診療科・部門

救急科

治療方針

専門領域

 救急科は、救命救急のスペシャリストですが、その専門領域は一言で言えば、“Shock&Trauma”です。
 心肺停止(CPA)の他、原因不詳のショックや意識障害、損傷部位や損傷程度の不明な重症外傷では、診断確定を待たずに迅速な蘇生や緊急治療が求められます。
 救急科では、このような重症救急患者様に対し、診療各科と連携・協力して高度な救急医療を行っています。
 また、地域の実情に即し、既存の診療科に振り分けることが困難な救急患者様や、複数診療科にまたがる急患患者様の診療も担当しています。
  ・CPA(心肺停止)
  ・多発外傷
  ・重症熱傷(気道熱傷を含む)
  ・複数診療科にまたがる重症救急疾患

診療体制

 平日日中:
 ER体制 救急科専門医による救急初期診療。各診療科と連携して専門的な救急診療を行っています。また、ICU(特定集中治療室)HCU(ハイケアユニット)と連携して迅速な集中治療を開始します。

 当直体制 当直医2名(内科系、外科系各1名)。
 夜間、休日(土曜・日曜・祝日) 救急科を含む各科オンコール体制

災害医療

 当院はDMAT指定医療機関として、積極的に災害医療を展開していますが、救急科は、その中核的存在で、災害医療活動を統括しています。
 平成23年の東日本大震災では、国立病院機構災害医療班として、平成23年4月3日から6日間、宮城県旦理郡山元町で被災地医療支援活動を行いました。
 平成28年の熊本大分地震の際も、4月15日から4日間、国立病院機構熊本医療センターでDMAT(災害医療チーム)として、益城町体育館では国立病院機構災害医療班として被災地医療支援活動を行って来ました。

メディカルコントロール

 救急医療は現場から始まります。病院到着までの病院前救護(プレホスピタルケア)は救急医療の重要な要素であり、その活動を医学的に検証したり、その担い手である救急救命士の養成や教育を行うことも、救急科の重要な業務です。

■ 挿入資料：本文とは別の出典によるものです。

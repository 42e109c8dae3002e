//! Node configuration.
//!
//! Loaded from a TOML file; every key is optional.

use serde::Deserialize;
use std::path::PathBuf;
use std::time::Duration;

/// Root configuration.
#[derive(Debug, Clone, Default, Deserialize)]
pub struct Config {
    /// Master node settings.
    #[serde(default)]
    pub master: MasterConfig,
    /// Slave node settings.
    #[serde(default)]
    pub slave: SlaveConfig,
}

/// Master node configuration.
#[derive(Debug, Clone, Deserialize)]
pub struct MasterConfig {
    /// Topic the master itself listens on (default: SYSUNIT.MASTERS).
    #[serde(default = "default_group")]
    pub group: String,
    /// Topic slaves listen on (default: SYSUNIT.SLAVES).
    #[serde(default = "default_slave_group")]
    pub slave_group: String,
    /// How long to collect `ADD_MEMBER` replies, in milliseconds (default: 2000).
    #[serde(default = "default_registration_window_ms")]
    pub registration_window_ms: u64,
    /// Script sent with every work item (default: fooSystemTest).
    #[serde(default = "default_script")]
    pub script: String,
    /// Work items to spread over the slaves (default: a, b, c).
    #[serde(default = "default_nodes")]
    pub nodes: Vec<String>,
}

/// Slave node configuration.
#[derive(Debug, Clone, Deserialize)]
pub struct SlaveConfig {
    /// Watchdog timeout for launched test cases in milliseconds.
    /// Zero waits for every bean (default: 0).
    #[serde(default = "default_watchdog_timeout_ms")]
    pub watchdog_timeout_ms: u64,
}

fn default_group() -> String {
    "SYSUNIT.MASTERS".to_string()
}

fn default_slave_group() -> String {
    "SYSUNIT.SLAVES".to_string()
}

fn default_registration_window_ms() -> u64 {
    2000
}

fn default_script() -> String {
    "fooSystemTest".to_string()
}

fn default_nodes() -> Vec<String> {
    vec!["a".to_string(), "b".to_string(), "c".to_string()]
}

fn default_watchdog_timeout_ms() -> u64 {
    0
}

impl Default for MasterConfig {
    fn default() -> Self {
        Self {
            group: default_group(),
            slave_group: default_slave_group(),
            registration_window_ms: default_registration_window_ms(),
            script: default_script(),
            nodes: default_nodes(),
        }
    }
}

impl MasterConfig {
    /// The registration window as a [`Duration`].
    pub fn registration_window(&self) -> Duration {
        Duration::from_millis(self.registration_window_ms)
    }
}

impl Default for SlaveConfig {
    fn default() -> Self {
        Self {
            watchdog_timeout_ms: default_watchdog_timeout_ms(),
        }
    }
}

impl SlaveConfig {
    /// The watchdog timeout as a [`Duration`].
    pub fn watchdog_timeout(&self) -> Duration {
        Duration::from_millis(self.watchdog_timeout_ms)
    }
}

impl Config {
    /// Load configuration from a TOML file.
    ///
    /// # Errors
    ///
    /// Returns an error if the file cannot be read or parsed.
    pub fn from_file(path: &std::path::Path) -> Result<Self, ConfigError> {
        let content = std::fs::read_to_string(path).map_err(|e| ConfigError::ReadError {
            path: path.to_path_buf(),
            source: e,
        })?;

        toml::from_str(&content).map_err(|e| ConfigError::ParseError {
            path: path.to_path_buf(),
            source: e,
        })
    }
}

/// Configuration error types.
#[derive(Debug, thiserror::Error)]
pub enum ConfigError {
    /// Failed to read configuration file.
    #[error("failed to read config file {path}: {source}")]
    ReadError {
        /// Path to the configuration file.
        path: PathBuf,
        /// Underlying I/O error.
        source: std::io::Error,
    },
    /// Failed to parse configuration file.
    #[error("failed to parse config file {path}: {source}")]
    ParseError {
        /// Path to the configuration file.
        path: PathBuf,
        /// Underlying TOML parse error.
        source: toml::de::Error,
    },
}
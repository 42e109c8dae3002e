//! Message bus abstraction for SysUnit nodes.
//!
//! Nodes only need three things from a bus: named destinations,
//! fire-and-forget delivery, and an optional reply-to address attached to a
//! message. The bus is split into two capabilities so a node can be given
//! only what it uses:
//! - [`BusSender`] resolves destinations and sends commands
//! - [`BusReceiver`] subscribes to a destination
//!
//! [`InMemoryBus`] implements both inside one process.
//!
//! # Example
//!
//! ```ignore
//! let bus = InMemoryBus::new();
//! let slaves = bus.destination("SYSUNIT.SLAVES");
//! let mut sub = bus.subscribe(&slaves).await?;
//! bus.send(&slaves, &Command::RequestMembers, None).await?;
//! let delivery = sub.recv().await;
//! ```

mod memory;

pub use memory::{InMemoryBus, SentMessage};

use async_trait::async_trait;
use sysunit_types::{CodecError, Command, Destination};
use thiserror::Error;
use tokio::sync::mpsc;

/// Transport errors.
#[derive(Debug, Error)]
pub enum TransportError {
    /// Nothing is listening on a point-to-point destination.
    #[error("destination unreachable: {0}")]
    Unreachable(Destination),

    /// Send failed.
    #[error("send failed: {0}")]
    SendFailed(String),

    /// Command could not be encoded.
    #[error("codec error: {0}")]
    Codec(#[from] CodecError),

    /// Bus closed.
    #[error("bus closed")]
    Closed,
}

/// An encoded message as it travels over the bus.
#[derive(Debug, Clone)]
pub struct Frame {
    /// MessagePack-encoded [`Command`].
    pub payload: Vec<u8>,
    /// Where the receiver should answer, if anywhere.
    pub reply_to: Option<Destination>,
}

/// A decoded inbound message.
#[derive(Debug, Clone, PartialEq, Eq)]
pub struct Delivery {
    /// The command received.
    pub command: Command,
    /// Where the sender wants answers to go.
    pub reply_to: Option<Destination>,
}

/// Inbound message stream for one destination.
#[derive(Debug)]
pub struct Subscription {
    destination: Destination,
    receiver: mpsc::UnboundedReceiver<Frame>,
}

impl Subscription {
    /// Wrap a frame receiver.
    pub fn new(destination: Destination, receiver: mpsc::UnboundedReceiver<Frame>) -> Self {
        Self {
            destination,
            receiver,
        }
    }

    /// The destination this subscription listens on.
    pub fn destination(&self) -> &Destination {
        &self.destination
    }

    /// Receive the next decodable message, or `None` once the bus is gone.
    ///
    /// Frames that fail to decode are logged and skipped. Cancel-safe.
    pub async fn recv(&mut self) -> Option<Delivery> {
        loop {
            let frame = self.receiver.recv().await?;
            match Command::from_bytes(&frame.payload) {
                Ok(command) => {
                    return Some(Delivery {
                        command,
                        reply_to: frame.reply_to,
                    })
                }
                Err(e) => {
                    tracing::warn!("Dropping undecodable frame on {}: {}", self.destination, e)
                }
            }
        }
    }
}

/// Sending half of a message bus.
#[async_trait]
pub trait BusSender: Send + Sync {
    /// Resolve a named group destination (broadcast).
    fn destination(&self, name: &str) -> Destination;

    /// Create a unique point-to-point destination for replies.
    fn temporary_queue(&self) -> Destination;

    /// Send a command, optionally naming where replies should go.
    async fn send(
        &self,
        destination: &Destination,
        command: &Command,
        reply_to: Option<&Destination>,
    ) -> Result<(), TransportError>;
}

/// Receiving half of a message bus.
#[async_trait]
pub trait BusReceiver: Send + Sync {
    /// Start receiving messages sent to `destination`.
    async fn subscribe(&self, destination: &Destination) -> Result<Subscription, TransportError>;
}

/// A bus that can both send and receive.
pub trait MessageBus: BusSender + BusReceiver {}

impl<T: BusSender + BusReceiver> MessageBus for T {}
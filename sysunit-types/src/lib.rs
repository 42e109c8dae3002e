//! # sysunit-types
//!
//! Shared types for SysUnit.
//!
//! This crate provides the foundational types used across all SysUnit crates:
//! - [`TBeanId`], [`MemberId`] - Identity types
//! - [`Destination`] - Named message-bus endpoints
//! - [`Command`] - Requests exchanged between master and slave nodes
//! - [`CodecError`] - Error types

#![warn(missing_docs)]
#![warn(clippy::all)]

mod command;
mod destination;
mod error;
mod ids;

pub use command::{Command, CommandKind};
pub use destination::{Destination, DestinationKind};
pub use error::CodecError;
pub use ids::{MemberId, TBeanId};
//! Set of open channels for one run
//!
//! Built once before any worker starts, then shared read-only. Dropping the
//! set takes every channel bus-off and closes it.

use std::collections::BTreeMap;

use crate::channel::ChannelConfig;
use crate::transport::{ChannelHandle, Transport};
use crate::types::{Result, TraceError};

/// An opened and configured channel
#[derive(Debug, Clone, Copy, PartialEq, Eq)]
pub struct OpenChannel {
    pub config: ChannelConfig,
    pub handle: ChannelHandle,
}

/// Open channels keyed by channel number
pub struct ChannelSet<'t, T: Transport + ?Sized> {
    transport: &'t T,
    channels: BTreeMap<u8, OpenChannel>,
}

impl<'t, T: Transport + ?Sized> ChannelSet<'t, T> {
    /// Open and configure every channel in `configs`.
    ///
    /// On the first failure all channels opened so far are closed again
    /// and the error is returned.
    pub fn open(transport: &'t T, configs: &[ChannelConfig]) -> Result<Self> {
        let mut set = Self {
            transport,
            channels: BTreeMap::new(),
        };

        for config in configs {
            if set.channels.contains_key(&config.channel()) {
                return Err(TraceError::InvalidChannelSpec {
                    spec: config.channel().to_string(),
                    reason: "channel given more than once".to_string(),
                });
            }
            let handle = set.setup_channel(config)?;
            log::info!("Opened channel {}", config);
            set.channels.insert(
                config.channel(),
                OpenChannel {
                    config: *config,
                    handle,
                },
            );
        }

        Ok(set)
    }

    fn setup_channel(&self, config: &ChannelConfig) -> Result<ChannelHandle> {
        let channel = config.channel();
        let setup_error = |e: TraceError| TraceError::TransportSetup {
            channel,
            reason: e.to_string(),
        };

        let handle = self
            .transport
            .open(channel, config.is_fd())
            .map_err(setup_error)?;

        if let Err(e) = self
            .transport
            .configure(handle, config.bitrate(), config.data_bitrate())
        {
            if let Err(close_err) = self.transport.close(handle) {
                log::warn!("Failed to close channel {}: {}", channel, close_err);
            }
            return Err(setup_error(e));
        }

        Ok(handle)
    }

    /// Synchronised bus-on: every channel goes bus-off first, then all go
    /// bus-on together.
    pub fn bus_on_all(&self) -> Result<()> {
        for open in self.channels.values() {
            if let Err(e) = self.transport.bus_off(open.handle) {
                log::debug!("bus-off before bus-on failed on channel {}: {}", open.config.channel(), e);
            }
        }
        for open in self.channels.values() {
            self.transport
                .bus_on(open.handle)
                .map_err(|e| TraceError::TransportSetup {
                    channel: open.config.channel(),
                    reason: e.to_string(),
                })?;
        }
        log::info!("{} channel(s) bus-on", self.channels.len());
        Ok(())
    }

    pub fn transport(&self) -> &'t T {
        self.transport
    }

    pub fn get(&self, channel: u8) -> Option<&OpenChannel> {
        self.channels.get(&channel)
    }

    /// Handle for `channel`, or `ChannelNotOpen`
    pub fn handle(&self, channel: u8) -> Result<ChannelHandle> {
        self.get(channel)
            .map(|open| open.handle)
            .ok_or(TraceError::ChannelNotOpen(channel))
    }

    pub fn iter(&self) -> impl Iterator<Item = &OpenChannel> {
        self.channels.values()
    }

    pub fn len(&self) -> usize {
        self.channels.len()
    }

    pub fn is_empty(&self) -> bool {
        self.channels.is_empty()
    }

    /// Bus-off and close every channel. Failures are logged, not returned.
    pub fn close_all(&mut self) {
        for (channel, open) in std::mem::take(&mut self.channels) {
            if let Err(e) = self.transport.bus_off(open.handle) {
                log::warn!("bus-off failed on channel {}: {}", channel, e);
            }
            if let Err(e) = self.transport.close(open.handle) {
                log::warn!("close failed on channel {}: {}", channel, e);
            }
            log::debug!("Closed channel {}", channel);
        }
    }
}

impl<T: Transport + ?Sized> Drop for ChannelSet<'_, T> {
    fn drop(&mut self) {
        self.close_all();
    }
}
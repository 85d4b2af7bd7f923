//! Timed replay of a captured log
//!
//! The first record of every pass pins the log to the current time. Each
//! following record is sent once the clock has advanced by the same amount
//! as the log timestamps, so the original gaps between frames are kept no
//! matter which absolute times the file contains.
//!
//! While waiting the scheduler sleeps in fixed quanta (`ReplayConfig::gap_ms`)
//! and checks the stop token between them.

use std::collections::BTreeSet;
use std::io::{BufRead, Seek};

use crate::channels::ChannelSet;
use crate::clock::Clock;
use crate::config::ReplayConfig;
use crate::log_file::{LogReader, LogRecord};
use crate::stop::StopToken;
use crate::transport::Transport;
use crate::types::Result;

/// Counters reported when a replay ends
#[derive(Debug, Clone, Copy, Default, PartialEq, Eq)]
pub struct ReplayStats {
    /// Completed passes over the file
    pub passes: u32,
    pub frames_sent: u64,
    pub write_errors: u64,
    /// Records for channels that are not open
    pub frames_skipped: u64,
}

#[derive(Debug)]
enum State {
    /// Looking for the next record line
    Seeking,
    /// Next record known, time not checked yet
    Armed(LogRecord),
    /// Too early for the record, sleep one quantum
    Waiting(LogRecord),
    /// Record is due, send it
    Emitting(LogRecord),
    /// End of file, rewind or finish
    LoopEnd,
}

/// Log position of the first record of a pass, and when it was reached
#[derive(Debug, Clone, Copy)]
struct PassOrigin {
    log_us: u64,
    clock_us: u64,
}

/// Replays a log stream onto a set of open channels
pub struct Replayer<'a, 't, T: Transport + ?Sized, R> {
    channels: &'a ChannelSet<'t, T>,
    reader: LogReader<R>,
    config: &'a ReplayConfig,
    stop: &'a StopToken,
    clock: &'a dyn Clock,
    origin: Option<PassOrigin>,
    records_in_pass: u64,
    warned_channels: BTreeSet<u8>,
    stats: ReplayStats,
}

impl<'a, 't, T, R> Replayer<'a, 't, T, R>
where
    T: Transport + ?Sized,
    R: BufRead + Seek,
{
    pub fn new(
        channels: &'a ChannelSet<'t, T>,
        reader: R,
        config: &'a ReplayConfig,
        stop: &'a StopToken,
        clock: &'a dyn Clock,
    ) -> Self {
        Self {
            channels,
            reader: LogReader::new(reader),
            config,
            stop,
            clock,
            origin: None,
            records_in_pass: 0,
            warned_channels: BTreeSet::new(),
            stats: ReplayStats::default(),
        }
    }

    /// Bring the channels bus-on and replay until the configured number of
    /// passes is done or `stop` is set.
    ///
    /// A malformed record line ends the replay with an error. Write
    /// failures are logged and the pass continues.
    pub fn run(mut self) -> Result<ReplayStats> {
        self.channels.bus_on_all()?;
        log::info!("Replaying, {} pass(es)", self.config.iterations);

        let mut state = State::Seeking;
        loop {
            if self.stop.is_stopped() {
                log::info!("Replay stopped after {} complete pass(es)", self.stats.passes);
                break;
            }

            state = match state {
                State::Seeking => match self.reader.next_record()? {
                    Some(record) => {
                        self.records_in_pass += 1;
                        State::Armed(record)
                    }
                    None => State::LoopEnd,
                },
                State::Armed(record) => {
                    if self.clock.now_micros() >= self.due_at(&record) {
                        State::Emitting(record)
                    } else {
                        State::Waiting(record)
                    }
                }
                State::Waiting(record) => {
                    self.clock.sleep(self.config.gap());
                    State::Armed(record)
                }
                State::Emitting(record) => {
                    self.emit(&record);
                    State::Seeking
                }
                State::LoopEnd => {
                    self.stats.passes += 1;
                    log::debug!(
                        "Pass {} done, {} record(s)",
                        self.stats.passes,
                        self.records_in_pass
                    );
                    if self.records_in_pass == 0 {
                        log::info!("Log contains no frames");
                        break;
                    }
                    if !self.config.iterations.allows(self.stats.passes) {
                        break;
                    }
                    self.reader.rewind()?;
                    self.origin = None;
                    self.records_in_pass = 0;
                    State::Seeking
                }
            };
        }

        log::info!(
            "Replay finished: {} frame(s) sent, {} write error(s), {} skipped",
            self.stats.frames_sent,
            self.stats.write_errors,
            self.stats.frames_skipped
        );
        Ok(self.stats)
    }

    /// Clock time at which `record` should go out. The first record of a
    /// pass sets the origin and is due immediately.
    fn due_at(&mut self, record: &LogRecord) -> u64 {
        let clock = self.clock;
        let origin = *self.origin.get_or_insert_with(|| {
            log::debug!("Pass starts at log time {}", record.timestamp());
            PassOrigin {
                log_us: record.timestamp_us,
                clock_us: clock.now_micros(),
            }
        });
        // timestamps going backwards are sent right away
        origin
            .clock_us
            .saturating_add(record.timestamp_us.saturating_sub(origin.log_us))
    }

    fn emit(&mut self, record: &LogRecord) {
        let Some(open) = self.channels.get(record.channel) else {
            if self.warned_channels.insert(record.channel) {
                log::warn!("Channel {} is not open, skipping its frames", record.channel);
            }
            self.stats.frames_skipped += 1;
            return;
        };

        match self
            .channels
            .transport()
            .write(open.handle, &record.frame, self.config.write_timeout())
        {
            Ok(()) => {
                log::trace!("ch{} tx {}", record.channel, record.frame);
                self.stats.frames_sent += 1;
            }
            Err(e) => {
                log::warn!("Write failed on channel {}: {}", record.channel, e);
                self.stats.write_errors += 1;
            }
        }
    }
}

/// Replay `reader` onto `channels`; see [`Replayer::run`]
pub fn run_replay<T, R>(
    channels: &ChannelSet<'_, T>,
    reader: R,
    config: &ReplayConfig,
    stop: &StopToken,
    clock: &dyn Clock,
) -> Result<ReplayStats>
where
    T: Transport + ?Sized,
    R: BufRead + Seek,
{
    Replayer::new(channels, reader, config, stop, clock).run()
}

#[cfg(test)]
mod tests {
    use super::*;
    use crate::channel::{parse_channel_spec, ChannelConfig};
    use crate::config::Iterations;
    use crate::transport::{ChannelHandle, ReceivedFrame};
    use crate::types::{Frame, TraceError};
    use parking_lot::Mutex;
    use std::io::Cursor;
    use std::sync::atomic::{AtomicU64, Ordering};
    use std::time::Duration;

    /// Clock that only moves when slept on
    struct ManualClock {
        now_us: AtomicU64,
    }

    impl ManualClock {
        fn new(start_us: u64) -> Self {
            Self {
                now_us: AtomicU64::new(start_us),
            }
        }
    }

    impl Clock for ManualClock {
        fn now_micros(&self) -> u64 {
            self.now_us.load(Ordering::SeqCst)
        }

        fn sleep(&self, duration: Duration) {
            self.now_us
                .fetch_add(duration.as_micros() as u64, Ordering::SeqCst);
        }
    }

    /// Records (channel handle, id, clock time) for every write
    struct RecordingTransport<'c> {
        clock: &'c ManualClock,
        writes: Mutex<Vec<(u32, u32, u64)>>,
        fail_writes: bool,
    }

    impl<'c> RecordingTransport<'c> {
        fn new(clock: &'c ManualClock) -> Self {
            Self {
                clock,
                writes: Mutex::new(Vec::new()),
                fail_writes: false,
            }
        }

        fn writes(&self) -> Vec<(u32, u32, u64)> {
            self.writes.lock().clone()
        }
    }

    impl Transport for RecordingTransport<'_> {
        fn open(&self, channel: u8, _fd: bool) -> Result<ChannelHandle> {
            Ok(ChannelHandle(u32::from(channel)))
        }
        fn configure(&self, _: ChannelHandle, _: u32, _: Option<u32>) -> Result<()> {
            Ok(())
        }
        fn bus_on(&self, _: ChannelHandle) -> Result<()> {
            Ok(())
        }
        fn bus_off(&self, _: ChannelHandle) -> Result<()> {
            Ok(())
        }
        fn write(&self, handle: ChannelHandle, frame: &Frame, _: Duration) -> Result<()> {
            if self.fail_writes {
                return Err(TraceError::Transport {
                    channel: handle.0 as u8,
                    reason: "tx queue full".into(),
                });
            }
            self.writes
                .lock()
                .push((handle.0, frame.id(), self.clock.now_micros()));
            Ok(())
        }
        fn read(&self, _: ChannelHandle, _: Duration) -> Result<Option<ReceivedFrame>> {
            Ok(None)
        }
        fn close(&self, _: ChannelHandle) -> Result<()> {
            Ok(())
        }
    }

    fn channel_zero() -> Vec<ChannelConfig> {
        vec![parse_channel_spec("0").unwrap()]
    }

    const TWO_LINES: &str = "\
# captured on the bench
(0000000010.000000) 0 100#01
(0000000010.050000) 0 101#02
";

    #[test]
    fn test_gaps_are_reproduced() {
        let clock = ManualClock::new(5_000_000);
        let transport = RecordingTransport::new(&clock);
        let configs = channel_zero();
        let set = ChannelSet::open(&transport, &configs).unwrap();

        let stats = run_replay(
            &set,
            Cursor::new(TWO_LINES),
            &ReplayConfig::default(),
            &StopToken::new(),
            &clock,
        )
        .unwrap();

        assert_eq!(stats.passes, 1);
        assert_eq!(stats.frames_sent, 2);
        let writes = transport.writes();
        assert_eq!(writes[0], (0, 0x100, 5_000_000));
        assert_eq!(writes[1], (0, 0x101, 5_050_000));
    }

    #[test]
    fn test_iterations_repeat_the_file() {
        let clock = ManualClock::new(0);
        let transport = RecordingTransport::new(&clock);
        let configs = channel_zero();
        let set = ChannelSet::open(&transport, &configs).unwrap();
        let config = ReplayConfig::new().with_iterations(Iterations::Count(3));

        let stats = run_replay(&set, Cursor::new(TWO_LINES), &config, &StopToken::new(), &clock).unwrap();

        assert_eq!(stats.passes, 3);
        assert_eq!(stats.frames_sent, 6);
        let ids: Vec<u32> = transport.writes().iter().map(|w| w.1).collect();
        assert_eq!(ids, vec![0x100, 0x101, 0x100, 0x101, 0x100, 0x101]);
    }

    #[test]
    fn test_each_pass_restarts_timing() {
        let clock = ManualClock::new(0);
        let transport = RecordingTransport::new(&clock);
        let configs = channel_zero();
        let set = ChannelSet::open(&transport, &configs).unwrap();
        let config = ReplayConfig::new().with_iterations(Iterations::Count(2));

        run_replay(&set, Cursor::new(TWO_LINES), &config, &StopToken::new(), &clock).unwrap();

        // second pass starts as soon as the first one ends
        let times: Vec<u64> = transport.writes().iter().map(|w| w.2).collect();
        assert_eq!(times, vec![0, 50_000, 50_000, 100_000]);
    }

    #[test]
    fn test_malformed_line_is_fatal() {
        let clock = ManualClock::new(0);
        let transport = RecordingTransport::new(&clock);
        let configs = channel_zero();
        let set = ChannelSet::open(&transport, &configs).unwrap();
        let log = "(0000000001.000000) 0 100#01\n(0000000001.000100 0 101#02\n";

        let err = run_replay(&set, Cursor::new(log), &ReplayConfig::default(), &StopToken::new(), &clock)
            .unwrap_err();
        assert!(matches!(err, TraceError::LogLine { line: 2, .. }));
        assert_eq!(transport.writes().len(), 1);
    }

    #[test]
    fn test_unknown_channel_is_skipped() {
        let clock = ManualClock::new(0);
        let transport = RecordingTransport::new(&clock);
        let configs = channel_zero();
        let set = ChannelSet::open(&transport, &configs).unwrap();
        let log = "\
(0000000001.000000) 3 100#01
(0000000001.000010) 0 101#02
(0000000001.000020) 3 102#03
";

        let stats = run_replay(&set, Cursor::new(log), &ReplayConfig::default(), &StopToken::new(), &clock).unwrap();
        assert_eq!(stats.frames_sent, 1);
        assert_eq!(stats.frames_skipped, 2);
    }

    #[test]
    fn test_write_errors_do_not_stop_the_pass() {
        let clock = ManualClock::new(0);
        let mut transport = RecordingTransport::new(&clock);
        transport.fail_writes = true;
        let configs = channel_zero();
        let set = ChannelSet::open(&transport, &configs).unwrap();

        let stats = run_replay(
            &set,
            Cursor::new(TWO_LINES),
            &ReplayConfig::default(),
            &StopToken::new(),
            &clock,
        )
        .unwrap();
        assert_eq!(stats.write_errors, 2);
        assert_eq!(stats.passes, 1);
    }

    #[test]
    fn test_empty_log_finishes_even_when_infinite() {
        let clock = ManualClock::new(0);
        let transport = RecordingTransport::new(&clock);
        let configs = channel_zero();
        let set = ChannelSet::open(&transport, &configs).unwrap();
        let config = ReplayConfig::new().with_iterations(Iterations::Infinite);

        let stats = run_replay(&set, Cursor::new("# nothing here\n"), &config, &StopToken::new(), &clock).unwrap();
        assert_eq!(stats.passes, 1);
        assert_eq!(stats.frames_sent, 0);
    }

    #[test]
    fn test_stop_before_start_sends_nothing() {
        let clock = ManualClock::new(0);
        let transport = RecordingTransport::new(&clock);
        let configs = channel_zero();
        let set = ChannelSet::open(&transport, &configs).unwrap();
        let stop = StopToken::new();
        stop.stop();

        let stats = run_replay(&set, Cursor::new(TWO_LINES), &ReplayConfig::default(), &stop, &clock).unwrap();
        assert_eq!(stats, ReplayStats::default());
        assert!(transport.writes().is_empty());
    }
}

大分県東部ブロック(別府、杵築速見、国東)北部ブロック(中津、宇佐、豊後高田)日田玖珠地域の事後検証会議に参加する他、救急救命研修所・大分県消防学校での講義、病院実習の指導を行っています。

救急ワークステーション

 別府市では昨年4月から「救急ワークステーション」事業が始まりました。
 救急隊が病院に派遣され、待機中は救急科専門医の指導のもと病院実習を行うとともに、重篤事案では救急科専門医が同乗してドクターカーとして出場するというもの(派遣型救急ワークステーション)で、当センターは市内2病院とともにこの事業に参加しています。

ドクターヘリ対応

 平成25年(2013年)10月から運用を開始したヘリポートには、大分県ドクターヘリ等により今まで156名の救急患者様が搬送されており、従来の救急搬送では救命が困難であったと思われる重篤救急患者様を、多数救命することができるようになりました。
  今後も、別府市消防本部のご協力を得て、安全運航に細心の注意を払いつつ、大分県の広域救急搬送の拠点として、また、災害時の搬送拠点としての役割を果たしていきたいと考えています。

院内救急対応

 入院中の患者様の急変に迅速に対応し、蘇生・緊急処置を行うとともに、院内急変対応能力向上を目的に、院内研修(患者急変対応シミュレーション教育、BLS研修、ICLS研修)を行っています。平成24年(2012年)3月に始まったM&Mカンファレンスは、すでに54回を数え、院内急変防止のための多職種合同カンファレンスとして定着してきています。